Instead of directly modifying code yourself, you **template your engineering patterns** and **teach agents how to operate your codebase**. This allows you to scale impact by scaling compute, not just effort.
## The Two-Layer Architecture
### Agentic Layer
**Purpose**: Template engineering patterns and teach agents how to operate
**Components**:
- `adws/` - AI Developer Workflow scripts and modules
- `.claude/` - Slash commands, skills, hooks, agent configurations
- `specs/` - Implementation plans and specifications
- `agents/` - Agent execution outputs (observability)

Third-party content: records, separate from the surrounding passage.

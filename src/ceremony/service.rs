//! The produced surface of the engine.
//!
//! `CeremonyService` wires the challenge tracker, both ceremonies and the
//! session binder together and exposes the six operations a transport layer
//! calls. It also records metrics for every outcome.

use super::authentication::{AuthenticationCeremony, VerifiedIdentity};
use super::challenge::ChallengeTracker;
use super::registration::RegistrationCeremony;
use super::session::SessionBinder;
use super::wire::{AuthenticationOptions, RegistrationOptions};
use crate::config::{CeremonyConfig, RelyingPartyConfig, SessionConfig};
use crate::domain::{
    AuthenticatedSession, AuthenticationResponse, CeremonyKind, CeremonyResult, Credential,
    MetricsPtr, RegistrationResponse, RepositoryPtr, SessionIdentity, SessionStorePtr,
    SessionToken, VerifierPtr,
};
use std::sync::Arc;

/// Outcome of a successful authentication: the verified identity and the session it opened.
#[derive(Debug, Clone)]
pub struct AuthenticationOutcome {
    pub identity: VerifiedIdentity,
    pub session: AuthenticatedSession,
}

/// Collaborators the service is built from.
#[derive(Clone)]
pub struct ServiceDeps {
    pub repository: RepositoryPtr,
    pub sessions: SessionStorePtr,
    pub verifier: VerifierPtr,
    pub metrics: MetricsPtr,
}

pub struct CeremonyService {
    // ---
    tracker: Arc<ChallengeTracker>,
    registration: RegistrationCeremony,
    authentication: AuthenticationCeremony,
    binder: SessionBinder,
    relying_party: RelyingPartyConfig,
    sessions: SessionStorePtr,
    metrics: MetricsPtr,
}

impl CeremonyService {
    // ---
    pub fn new(
        deps: ServiceDeps,
        relying_party: RelyingPartyConfig,
        ceremony: CeremonyConfig,
        session: SessionConfig,
    ) -> Self {
        // ---
        let policy = ceremony.counter_policy;
        let tracker = Arc::new(ChallengeTracker::new(
            deps.repository.clone(),
            deps.sessions.clone(),
            ceremony,
        ));

        let registration = RegistrationCeremony::new(
            tracker.clone(),
            deps.repository.clone(),
            deps.verifier.clone(),
            relying_party.clone(),
        );
        let authentication = AuthenticationCeremony::new(
            tracker.clone(),
            deps.repository,
            deps.verifier,
            relying_party.clone(),
            policy,
        );
        let binder = SessionBinder::new(deps.sessions.clone(), session.lifetime);

        Self {
            tracker,
            registration,
            authentication,
            binder,
            relying_party,
            sessions: deps.sessions,
            metrics: deps.metrics,
        }
    }

    pub fn relying_party(&self) -> &RelyingPartyConfig {
        &self.relying_party
    }

    pub fn metrics(&self) -> &MetricsPtr {
        &self.metrics
    }

    /// Check the token-state backend is reachable.
    pub async fn ping(&self) -> anyhow::Result<()> {
        self.sessions.ping().await
    }

    /// Issue registration options for a new username.
    pub async fn begin_registration(
        &self,
        token: &SessionToken,
        username: &str,
    ) -> CeremonyResult<RegistrationOptions> {
        // ---
        let issued = self
            .observe(
                CeremonyKind::Registration,
                self.tracker.begin_registration(token, username).await,
            )?;
        self.metrics.record_ceremony_started(CeremonyKind::Registration);

        Ok(RegistrationOptions::new(
            &issued,
            &self.relying_party,
            self.tracker.config().timeout,
        ))
    }

    /// Verify an attested response and enroll the user.
    pub async fn finish_registration(
        &self,
        token: &SessionToken,
        response: &RegistrationResponse,
    ) -> CeremonyResult<Credential> {
        // ---
        let credential = self.observe(
            CeremonyKind::Registration,
            self.registration.finish(token, response).await,
        )?;
        self.metrics.record_ceremony_completed(CeremonyKind::Registration);
        Ok(credential)
    }

    /// Issue authentication options for an enrolled username.
    pub async fn begin_authentication(
        &self,
        token: &SessionToken,
        username: &str,
    ) -> CeremonyResult<AuthenticationOptions> {
        // ---
        let issued = self.observe(
            CeremonyKind::Authentication,
            self.tracker.begin_authentication(token, username).await,
        )?;
        self.metrics.record_ceremony_started(CeremonyKind::Authentication);

        Ok(AuthenticationOptions::new(
            &issued,
            &self.relying_party,
            self.tracker.config().timeout,
        ))
    }

    /// Verify a signed assertion and bind the identity to `token`.
    pub async fn finish_authentication(
        &self,
        token: &SessionToken,
        response: &AuthenticationResponse,
    ) -> CeremonyResult<AuthenticationOutcome> {
        // ---
        let identity = self.observe(
            CeremonyKind::Authentication,
            self.authentication.finish(token, response).await,
        )?;

        let session = self.observe(
            CeremonyKind::Authentication,
            self.binder
                .establish(token, identity.user_id, &identity.username)
                .await,
        )?;
        self.metrics.record_ceremony_completed(CeremonyKind::Authentication);

        Ok(AuthenticationOutcome { identity, session })
    }

    pub async fn current_identity(
        &self,
        token: &SessionToken,
    ) -> CeremonyResult<Option<SessionIdentity>> {
        self.binder.current_identity(token).await
    }

    pub async fn terminate(&self, token: &SessionToken) -> CeremonyResult<bool> {
        self.binder.terminate(token).await
    }

    fn observe<T>(&self, kind: CeremonyKind, result: CeremonyResult<T>) -> CeremonyResult<T> {
        // ---
        if let Err(err) = &result {
            self.metrics.record_ceremony_rejected(kind, err.category());
        }
        result
    }
}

**Role**: Provides the programmatic interface for AI-driven development
### Application Layer
**Purpose**: The actual application code that agents operate on
**Components**:
- `apps/`, `src/`, `lib/`, etc. - Your application code
- `tests/` - Your test suites
- Application-specific configuration and resources
**Role**: What the agents modify, test, and deploy
## The 12 Leverage Points of Agentic Coding
### In Agent (Core Four)
These directly control agent behavior during execution:
1. **Context** - What information the agent has access to
2. **Model** - Which AI model processes the prompt (Sonnet vs Opus)
3. **Prompt** - The specific instructions given to the agent
4. **Tools** - What actions the agent can take (Read, Write, Bash, etc.)
### Through Agent (Structural Eight)
These shape how you structure work for agents:
5. **Standard Output** - Structured agent outputs for observability
6. **Types** - Data models and schemas that define interfaces
7. **Docs** - Documentation that provides context to agents
8. **Tests** - Validation that ensures agent work is correct
9. **Architecture** - System design that guides agent decisions
10. **Plans** - Specifications that break work into steps
11. **Templates** - Reusable prompt patterns (slash commands)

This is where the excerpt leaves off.